Anita’s News – July 25, 2018

Anita Place Tent City Newsletter

Download the PDF of Anita’s News – Issue 10.

Anita’s News is a weekly newsletter published by the Anita Place Tent City & Alliance Against Displacement. We are for and by the low-income communities that call Maple Ridge home. To submit writing, get in touch with Xylah or Listen, or email us at anitaplace.news@gmail.com

Women and men should stand together against patriarchy!

by Anita Place Women’s Group

Women of Anita Place are serving notice! We have started a weekly women’s group to discuss our experiences and how we can support each other, as well as the tent city, to keep fighting back against anti-poor, patriarchal hatred.

As women, we feel like we are constantly on guard, unable to relax, without any privacy, and worried about getting hurt. We are done taking shit from men who disrespect us and threaten us. We do not need men to step in and threaten violence with more violence; we need men to take a step back. If we keep fighting chauvinism with bigger, stronger chauvinism, we will never feel safer or stronger as a community. We are ready to back each other up and create bonds that make every woman in tent city feel supported.

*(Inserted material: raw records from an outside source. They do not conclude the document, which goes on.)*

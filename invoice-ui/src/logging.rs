//! Process-wide tracing setup for the invoice manager.
//!
//! One registry with a level filter feeding two layers: stdout, which can be
//! muted, and a file layer that discards events until a log file is attached.

use anyhow::{Result, anyhow, bail};
use chrono::Local;
use std::{
    fs::File,
    io::{self, IsTerminal, Write},
    path::Path,
    sync::{Arc, Mutex, MutexGuard, OnceLock, PoisonError},
};
use tracing::{Event, Level, Subscriber};
use tracing_subscriber::{
    EnvFilter, Layer,
    fmt::{
        FmtContext, MakeWriter,
        format::{FormatEvent, FormatFields, Writer},
    },
    layer::SubscriberExt,
    registry::LookupSpan,
    reload,
    util::SubscriberInitExt,
};

const DEFAULT_DIRECTIVES: &str = "info";

// --- Formatter ---

/// `timestamp LEVEL file:line message`, local time, coloured on a terminal.
struct LocalFmt;

impl<S, N> FormatEvent<S, N> for LocalFmt
where
    S: Subscriber + for<'a> LookupSpan<'a>,
    N: for<'a> FormatFields<'a> + 'static,
{
    fn format_event(
        &self,
        ctx: &FmtContext<'_, S, N>,
        mut writer: Writer<'_>,
        event: &Event<'_>,
    ) -> std::fmt::Result {
        let meta = event.metadata();
        let ansi = writer.has_ansi_escapes();
        let timestamp = Local::now().format("%Y-%m-%dT%H:%M:%S%.3f%:z");

        if ansi {
            let colour = match *meta.level() {
                Level::ERROR => "1;31",
                Level::WARN => "1;33",
                Level::INFO => "1;32",
                Level::DEBUG => "1;34",
                Level::TRACE => "1;35",
            };
            write!(
                writer,
                "\x1b[2m{timestamp}\x1b[0m \x1b[{colour}m{:>5}\x1b[0m ",
                meta.level()
            )?;
        } else {
            write!(writer, "{timestamp} {:>5} ", meta.level())?;
        }

        let file = meta.file().map(|f| {
            f.strip_prefix("src/")
                .or_else(|| f.strip_prefix("src\\"))
                .unwrap_or(f)
        });
        if let (Some(file), Some(line)) = (file, meta.line()) {
            if ansi {
                write!(writer, "\x1b[36m{file}:{line}\x1b[0m ")?;
            } else {
                write!(writer, "{file}:{line} ")?;
            }
        }

        ctx.field_format().format_fields(writer.by_ref(), event)?;
        writeln!(writer)
    }
}

// --- Late-bound file writer ---

type FileHandle = Arc<Mutex<Option<File>>>;

/// Writes to whatever file is currently attached; discards while none is.
#[derive(Clone)]
struct FileSlot(FileHandle);

struct SlotWriter<'a>(MutexGuard<'a, Option<File>>);

impl Write for SlotWriter<'_> {
    fn write(
        &mut self,
        buf: &[u8],
    ) -> io::Result<usize> {
        match &mut *self.0 {
            Some(f) => f.write(buf),
            None => Ok(buf.len()),
        }
    }

    fn flush(&mut self) -> io::Result<()> {
        match &mut *self.0 {
            Some(f) => f.flush(),
            None => Ok(()),
        }
    }
}

impl<'a> MakeWriter<'a> for FileSlot {
    type Writer = SlotWriter<'a>;

    fn make_writer(&'a self) -> Self::Writer {
        // A panic mid-write leaves the file usable
        SlotWriter(self.0.lock().unwrap_or_else(PoisonError::into_inner))
    }
}

// --- Statics ---

type SetBoolFn = Box<dyn Fn(bool) -> Result<()> + Send + Sync>;

static APP_NAME: OnceLock<String> = OnceLock::new();
static SET_STDOUT_ENABLED: OnceLock<SetBoolFn> = OnceLock::new();
static FILE_SLOT: OnceLock<FileHandle> = OnceLock::new();

/// `RUST_LOG` wins over the configured level.
fn make_filter(configured: &str) -> EnvFilter {
    EnvFilter::try_from_default_env()
        .or_else(|_| EnvFilter::try_new(configured))
        .unwrap_or_else(|_| EnvFilter::new(DEFAULT_DIRECTIVES))
}

fn store_stdout_handle<S>(handle: reload::Handle<EnvFilter, S>)
where
    S: Subscriber + Send + Sync + 'static,
{
    let _ = SET_STDOUT_ENABLED.set(Box::new(move |enabled: bool| {
        // The global level filter still applies on top of "trace"
        let filter = EnvFilter::new(if enabled { "trace" } else { "off" });
        handle
            .reload(filter)
            .map_err(|e| anyhow!("stdout reload failed: {e}"))
    }));
}

// --- Public API ---

/// Mute or unmute stdout without touching the file layer.
pub fn set_stdout_enabled(enabled: bool) -> Result<()> {
    match SET_STDOUT_ENABLED.get() {
        Some(f) => f(enabled),
        None => bail!("logging not yet initialized"),
    }
}

/// Append log output to `path`, replacing any file already attached.
/// The parent directory must exist.
pub fn enable_file_logging(path: &Path) -> Result<()> {
    let file = File::options()
        .create(true)
        .append(true)
        .open(path)
        .map_err(|e| anyhow!("cannot open log file '{}': {e}", path.display()))?;

    match FILE_SLOT.get() {
        Some(slot) => {
            *slot.lock().unwrap_or_else(PoisonError::into_inner) = Some(file);
            Ok(())
        }
        None => bail!("logging not yet initialized"),
    }
}

/// Executable file stem, or "invoice-manager" if it cannot be determined.
pub fn app_name() -> &'static str {
    APP_NAME.get_or_init(|| {
        std::env::current_exe()
            .ok()
            .and_then(|p| p.file_stem().map(|s| s.to_string_lossy().into_owned()))
            .unwrap_or_else(|| "invoice-manager".to_string())
    })
}

/// Install the global subscriber. Call once at startup; later calls are no-ops.
///
/// `level` is used unless `RUST_LOG` is set. The file layer stays silent
/// until [`enable_file_logging`] is called.
pub fn init_logging(level: &str) {
    let _ = app_name();

    let file_inner: FileHandle = Arc::new(Mutex::new(None));
    let _ = FILE_SLOT.set(file_inner.clone());

    let (stdout_gate, stdout_handle) = reload::Layer::new(EnvFilter::new("trace"));

    let stdout_layer = tracing_subscriber::fmt::layer()
        .event_format(LocalFmt)
        .with_ansi(io::stdout().is_terminal())
        .with_filter(stdout_gate);

    let file_layer = tracing_subscriber::fmt::layer()
        .event_format(LocalFmt)
        .with_ansi(false)
        .with_writer(FileSlot(file_inner));

    if tracing_subscriber::registry()
        .with(make_filter(level))
        .with(stdout_layer)
        .with(file_layer)
        .try_init()
        .is_ok()
    {
        store_stdout_handle(stdout_handle);
    }
}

Patriarchy fuels capitalism and colonialism

Men are told that being a “man” means providing for your family and dominating women and other men. When men feel like they are failing to live up to the standards imposed on them by our capitalist, colonial, and patriarchal society, many cope by externalizing their anger and humiliation as violence, which targets women. This show of power does nothing to address the root causes of why working class and Indigenous men are frustrated and hopeless – it only displaces their frustration. In other words, rather than beat down the cop or the boss who makes him feel worthless, men turn around and beat down their girlfriends, wives, and children. We can fight patriarchy by realizing how it oppresses everyone, but especially women who are already more vulnerable to violence and marginalization—homeless women, trans women, Indigenous women, racialized women, and women who engage in sex work.

Unity in struggle

We live in a fucked up world, and coping with that by hurting or disrespecting one another only weakens us. Anita Place has enough enemies outside of the camp: cops, City Council, and Ridgilantes. The stronger our relationships are within the tent city, the stronger the entire tent city is.

In order to stay strong, we need to stop bullying and threatening one another. No more violence against women, and no more leaving it up to the biggest bully to determine what goes. What we need is a democratic structure to govern our entire community, so that everybody feels more safe and like they have a voice. As women we feel committed to helping govern Anita Place democratically, but we need all camp residents, men and women, to commit to a shared vision of a healthy and strong tent city. We believe that homeless men have as much to gain as we do by rejecting the narratives of what it means to be a “successful” man or woman – clearly, as poor and homeless people, we have already failed in the eyes of broader society.

But we are not failures from our perspective: we have banded together and fought back, proving to ourselves and to homeless people around the province that we can self-organize and determine our own fates. This spirit of togetherness has pushed back against cop, bylaw, and government hatred; we can also use it to push back against patriarchal violence within and outside of the camp. Men: you have as much to gain as we do by saying “no more!” to violence against women. Women: we are important leaders and contributors to tent city, let’s make sure that we support one another to keep building on our capacities!